The changes observed are similar to those found in crop plants in response to cultivation… Such adaptations to cultivation could be maladaptive in nature.
So, even if botanic gardens manage to hit the 75% target of endangered plants in protective programs, they’ll have to be careful that they use the right material in trying to meet the 20% target for recovery and restoration. Probably best to go back to the seed that was collected from the original natural population and stored in a genebank, rather than seed from things like the Flora and Vegetation of Armenia plot, as wonderful as that may be for educational purposes:
…botanic gardens should pay more attention to the problem of potential genetic changes and avoid as far as possible practices that result in strong selection, in particular for species with short generation times.
The diverse uses of genebank collections
It’s easy to assume that it’s only plant breeders that use genebank collections. But in fact there are clever people out there who are delving into genebanks for all kinds of different reasons. Two recent articles on rice illustrate this nicely.
In the latest Rice Today Tom Hargrove tells the story of the global odyssey of the rice varieties called Carolina Gold and White.
Carolina Gold and White show how genes of good crop varieties spread. The seeds made a remarkable journey: from Indonesia to Madagascar by boat almost 2,000 years ago, then to the wealthy and slave-driven Carolina plantations. Her seeds seem to have helped war-weary Confederate veterans start a new life along the Amazon in South America. Freed slaves may have taken her seeds back to Africa, which she once called home. Carolina Gold recently started a new life in South Carolina, and her white-hulled sister is a parent of an improved variety for upland rice farmers in Colombia and Panama.

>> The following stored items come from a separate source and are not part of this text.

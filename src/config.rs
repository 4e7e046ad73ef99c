use std::path::PathBuf;

use anyhow::{Context, Result};
use serde::Deserialize;

/// Environment variable naming an optional JSON settings file.
pub const CONFIG_ENV: &str = "POLLUTION_PANEL_CONFIG";

/// Startup settings.  Every field has a default, so a settings file only
/// needs the keys it changes.
#[derive(Debug, Clone, PartialEq, Deserialize)]
#[serde(default)]
pub struct Config {
    /// Raw dataset loaded at startup.
    pub data_path: PathBuf,
    /// GeoJSON file drawn behind the top-countries map.
    pub outline_path: Option<PathBuf>,
    /// How many countries the map view lists.
    pub top_n: usize,
    /// Initial window size in points.
    pub window: [f32; 2],
}

impl Default for Config {
    fn default() -> Self {
        Self {
            data_path: PathBuf::from("data.csv"),
            outline_path: None,
            top_n: 10,
            window: [1200.0, 800.0],
        }
    }
}

impl Config {
    /// Defaults, then the file named by [`CONFIG_ENV`], then the first
    /// positional argument as the data path.
    pub fn load(args: impl IntoIterator<Item = String>) -> Result<Self> {
        let mut config = match std::env::var_os(CONFIG_ENV) {
            Some(path) => {
                let text = std::fs::read_to_string(&path)
                    .with_context(|| format!("reading {}", PathBuf::from(&path).display()))?;
                Self::from_json(&text)?
            }
            None => Self::default(),
        };
        if let Some(data_path) = args.into_iter().nth(1) {
            config.data_path = PathBuf::from(data_path);
        }
        Ok(config)
    }

    pub fn from_json(text: &str) -> Result<Self> {
        serde_json::from_str(text).context("parsing settings")
    }
}

#[cfg(test)]
mod tests {
    use super::*;

    #[test]
    fn test_partial_settings_keep_defaults() {
        let config = Config::from_json(r#"{"top_n": 5, "outline_path": "world.json"}"#).unwrap();
        assert_eq!(config.top_n, 5);
        assert_eq!(config.outline_path, Some(PathBuf::from("world.json")));
        assert_eq!(config.data_path, PathBuf::from("data.csv"));
    }

    #[test]
    fn test_unknown_types_are_rejected() {
        assert!(Config::from_json(r#"{"top_n": "ten"}"#).is_err());
    }
}
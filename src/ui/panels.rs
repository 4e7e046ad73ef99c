use eframe::egui::{self, Color32, RichText, Ui};

use crate::state::{AppState, View};

// ---------------------------------------------------------------------------
// Left side panel – view and highlight selection
// ---------------------------------------------------------------------------

/// Render the left selection panel.
pub fn side_panel(ui: &mut Ui, state: &mut AppState) {
    ui.heading("Visualização");
    ui.separator();

    for view in View::ALL {
        ui.selectable_value(&mut state.view, view, view.title());
    }
    ui.separator();

    let Some(table) = &state.table else {
        ui.label("Nenhum conjunto de dados carregado.");
        return;
    };

    match state.view {
        View::ContinentTotals => {
            let continents = table.continents();
            ui.strong("Selecione um Continente");
            combo(ui, "continent", &mut state.selected_continent, &continents);
        }
        View::CauseOverYears | View::CauseTotals => {
            let causes = state.cause_options();
            ui.strong("Selecione uma Causa");
            combo(ui, "cause", &mut state.selected_cause, &causes);
        }
        View::YearTrend => {
            let years = table.years();
            ui.strong("Selecione um Ano");
            let current = state
                .selected_year
                .map_or_else(|| "Todos os anos".to_string(), |y| y.to_string());
            egui::ComboBox::from_id_salt("year")
                .selected_text(current)
                .show_ui(ui, |ui: &mut Ui| {
                    ui.selectable_value(&mut state.selected_year, None, "Todos os anos");
                    for year in years {
                        ui.selectable_value(&mut state.selected_year, Some(year), year.to_string());
                    }
                });
        }
        View::ContinentTrend | View::TopCountries => {}
    }
}

/// A combo box over string options bound to an optional selection.
fn combo(ui: &mut Ui, id: &str, selected: &mut Option<String>, options: &[String]) {
    egui::ComboBox::from_id_salt(id)
        .selected_text(selected.clone().unwrap_or_default())
        .width(ui.available_width())
        .show_ui(ui, |ui: &mut Ui| {
            for option in options {
                let is_selected = selected.as_deref() == Some(option.as_str());
                if ui.selectable_label(is_selected, option).clicked() {
                    *selected = Some(option.clone());
                }
            }
        });
}

// ---------------------------------------------------------------------------
// Top bar
// ---------------------------------------------------------------------------

/// Render the top menu / toolbar.
pub fn top_bar(ui: &mut Ui, state: &mut AppState) {
    egui::menu::bar(ui, |ui: &mut Ui| {
        ui.menu_button("Arquivo", |ui: &mut Ui| {
            if ui.button("Abrir…").clicked() {
                open_file_dialog(state);
                ui.close_menu();
            }
        });

        ui.separator();

        if let (Some(table), Some(source)) = (&state.table, &state.source) {
            ui.label(format!(
                "{} linhas de {}",
                table.len(),
                source.file_name().map_or_else(
                    || source.display().to_string(),
                    |n| n.to_string_lossy().into_owned()
                )
            ));
        }

        if let Some(msg) = &state.status_message {
            ui.separator();
            ui.label(RichText::new(msg).color(Color32::RED));
        }
    });
}

// ---------------------------------------------------------------------------
// File dialog
// ---------------------------------------------------------------------------

pub fn open_file_dialog(state: &mut AppState) {
    let file = rfd::FileDialog::new()
        .set_title("Abrir dados de mortes")
        .add_filter("Arquivos suportados", &["csv", "json", "parquet", "pq"])
        .add_filter("CSV", &["csv"])
        .add_filter("JSON", &["json"])
        .add_filter("Parquet", &["parquet", "pq"])
        .pick_file();

    if let Some(path) = file {
        state.open(&path);
    }
}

Hargrove describes how it was by comparing contemporary seeds with genebank samples that part of that epic story was pieced together, and how it was from genebank samples that Carolina Gold cultivation was revived, albeit it on a much smaller scale, in the State which gave it its name, after almost a hundred years.

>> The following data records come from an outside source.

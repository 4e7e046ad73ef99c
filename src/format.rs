/// Compact rendering for chart labels: `1_234_567 → "1.2M"`,
/// `45_000 → "45.0K"`, smaller values as plain digits.
pub fn abbreviate(value: u64) -> String {
    if value >= 1_000_000 {
        format!("{:.1}M", value as f64 / 1_000_000.0)
    } else if value >= 1_000 {
        format!("{:.1}K", value as f64 / 1_000.0)
    } else {
        value.to_string()
    }
}

/// Always in millions, as the yearly trend labels are.
pub fn millions(value: u64) -> String {
    format!("{:.1}M", value as f64 / 1_000_000.0)
}

/// Digits grouped by thousands with `,`.
pub fn thousands(value: u64) -> String {
    let digits = value.to_string();
    let mut out = String::with_capacity(digits.len() + digits.len() / 3);
    for (i, ch) in digits.chars().enumerate() {
        if i > 0 && (digits.len() - i) % 3 == 0 {
            out.push(',');
        }
        out.push(ch);
    }
    out
}

#[cfg(test)]
mod tests {
    use super::*;

    #[test]
    fn test_abbreviate() {
        assert_eq!(abbreviate(1_234_567), "1.2M");
        assert_eq!(abbreviate(45_000), "45.0K");
        assert_eq!(abbreviate(1_000), "1.0K");
        assert_eq!(abbreviate(999), "999");
        assert_eq!(abbreviate(0), "0");
    }

    #[test]
    fn test_millions() {
        assert_eq!(millions(6_700_000), "6.7M");
        assert_eq!(millions(45_000), "0.0M");
    }

    #[test]
    fn test_thousands() {
        assert_eq!(thousands(0), "0");
        assert_eq!(thousands(999), "999");
        assert_eq!(thousands(1_000), "1,000");
        assert_eq!(thousands(1_234_567), "1,234,567");
    }
}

Meanwhile, EurekAlert has a piece on another famous, though rather more modern, rice variety: IR8. One of the Green Revolution varieties,
IR8 used to produce 9.5 to 10.5 tons per hectare, significantly more than other varieties in the 1960s when average global rice yields were around only 2 tons per hectare. But, when grown today, IR8 can yield only around 7 tons per hectare.

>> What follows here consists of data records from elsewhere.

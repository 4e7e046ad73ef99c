use std::collections::{BTreeMap, BTreeSet, HashMap};

use super::labels;
use super::model::{CanonicalRecord, CanonicalTable};

/// One cell of the zero-filled (continent, year) grid.
#[derive(Debug, Clone, PartialEq, Eq)]
pub struct ContinentYear {
    pub continent: String,
    pub year: i32,
    pub deaths: u64,
}

// ---------------------------------------------------------------------------
// Group-by-sum views over the canonical table
// ---------------------------------------------------------------------------

impl CanonicalTable {
    /// Deaths per continent, ordered by continent name.
    pub fn total_by_continent(&self) -> Vec<(String, u64)> {
        sum_by(self.iter(), |r| r.continent.as_str())
            .into_iter()
            .map(|(k, v)| (k.to_string(), v))
            .collect()
    }

    /// Deaths per (continent, year) over every continent × every year present.
    /// Combinations without rows are reported as zero so each continent gets
    /// a continuous series.
    pub fn total_by_year_and_continent(&self) -> Vec<ContinentYear> {
        let mut sums: HashMap<(&str, i32), u64> = HashMap::new();
        let mut continents = BTreeSet::new();
        let mut years = BTreeSet::new();
        for r in self.iter() {
            *sums.entry((r.continent.as_str(), r.year)).or_default() += r.deaths;
            continents.insert(r.continent.as_str());
            years.insert(r.year);
        }

        let mut grid = Vec::with_capacity(continents.len() * years.len());
        for continent in &continents {
            for &year in &years {
                grid.push(ContinentYear {
                    continent: continent.to_string(),
                    year,
                    deaths: sums.get(&(*continent, year)).copied().unwrap_or(0),
                });
            }
        }
        grid
    }

    /// Deaths per year (ascending), optionally restricted to one cause label.
    pub fn total_by_year(&self, cause: Option<&str>) -> Vec<(i32, u64)> {
        sum_by(
            self.iter().filter(|r| cause.map_or(true, |c| r.cause == c)),
            |r| r.year,
        )
    }

    /// Deaths per cause, ordered by cause label.  The all-causes aggregate is
    /// one of the groups.
    pub fn total_by_cause(&self) -> Vec<(String, u64)> {
        sum_by(self.iter(), |r| r.cause.as_str())
            .into_iter()
            .map(|(k, v)| (k.to_string(), v))
            .collect()
    }

    /// The `n` countries with the most deaths, descending.  Equal totals keep
    /// the order in which the countries first appear.
    pub fn top_n_countries(&self, n: usize) -> Vec<(String, u64)> {
        let mut position: HashMap<&str, usize> = HashMap::new();
        let mut totals: Vec<(String, u64)> = Vec::new();
        for r in self.iter() {
            let idx = *position.entry(r.country.as_str()).or_insert_with(|| {
                totals.push((r.country.clone(), 0));
                totals.len() - 1
            });
            totals[idx].1 += r.deaths;
        }
        totals.sort_by(|a, b| b.1.cmp(&a.1));
        totals.truncate(n);
        totals
    }

    // -- subsets and scalar totals --

    /// Rows of a single cause label.
    pub fn only_cause(&self, cause: &str) -> CanonicalTable {
        self.subset(|r| r.cause == cause)
    }

    /// Rows of the all-causes aggregate, whether or not causes were localized.
    pub fn all_causes(&self) -> CanonicalTable {
        self.subset(|r| labels::is_all_causes(&r.cause))
    }

    pub fn total_for_cause(&self, cause: &str) -> u64 {
        self.iter().filter(|r| r.cause == cause).map(|r| r.deaths).sum()
    }

    pub fn total_deaths(&self) -> u64 {
        self.iter().map(|r| r.deaths).sum()
    }

    // -- distinct values for selectors --

    /// Distinct continents in order of first appearance.
    pub fn continents(&self) -> Vec<String> {
        distinct(self.iter().map(|r| r.continent.as_str()))
    }

    /// Distinct causes in order of first appearance.
    pub fn causes(&self) -> Vec<String> {
        distinct(self.iter().map(|r| r.cause.as_str()))
    }

    /// Distinct years, ascending.
    pub fn years(&self) -> Vec<i32> {
        self.iter()
            .map(|r| r.year)
            .collect::<BTreeSet<_>>()
            .into_iter()
            .collect()
    }
}

fn sum_by<'a, K: Ord>(
    records: impl Iterator<Item = &'a CanonicalRecord>,
    key: impl Fn(&'a CanonicalRecord) -> K,
) -> Vec<(K, u64)> {
    let mut sums: BTreeMap<K, u64> = BTreeMap::new();
    for r in records {
        *sums.entry(key(r)).or_default() += r.deaths;
    }
    sums.into_iter().collect()
}

fn distinct<'a>(values: impl Iterator<Item = &'a str>) -> Vec<String> {
    let mut seen = BTreeSet::new();
    values
        .filter(|v| seen.insert(*v))
        .map(str::to_string)
        .collect()
}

Why? Is it nature or nurture? Researchers “grew rice from original IR8 seeds preserved in the International Rice Genebank and compared it to rice grown from IR8 seeds continuously grown and harvested over the last few decades.” Genetically, they were found to be similar, so the 15% decrease in yield must be down to environmental changes, possibly including hotter nights:
the findings demonstrate the need for ongoing or “maintenance” breeding because it allows rice plants to cope with a changing environment.
So, even when genebank accessions are not used by breeders, the results can end up being of use to breeders.
Featured: Pawnee corn
Mike Listman revives the discussion on Pawnee corn:
A colleague at CIMMYT has suggested a possible linkage with Mexican native maize varieties, more of the tropical rather than temperate corn belt type (possibly why the Pawnee materials might not have prospered at Oklahoma day-lengths…) You could possibly confirm the Aztec-Pawnee linkage through a quick comparative assay of the Pawnee language and Nahuatl, focusing on vocabulary for everyday objects and activities (obviously, those that would have existed in pre-Colombian times).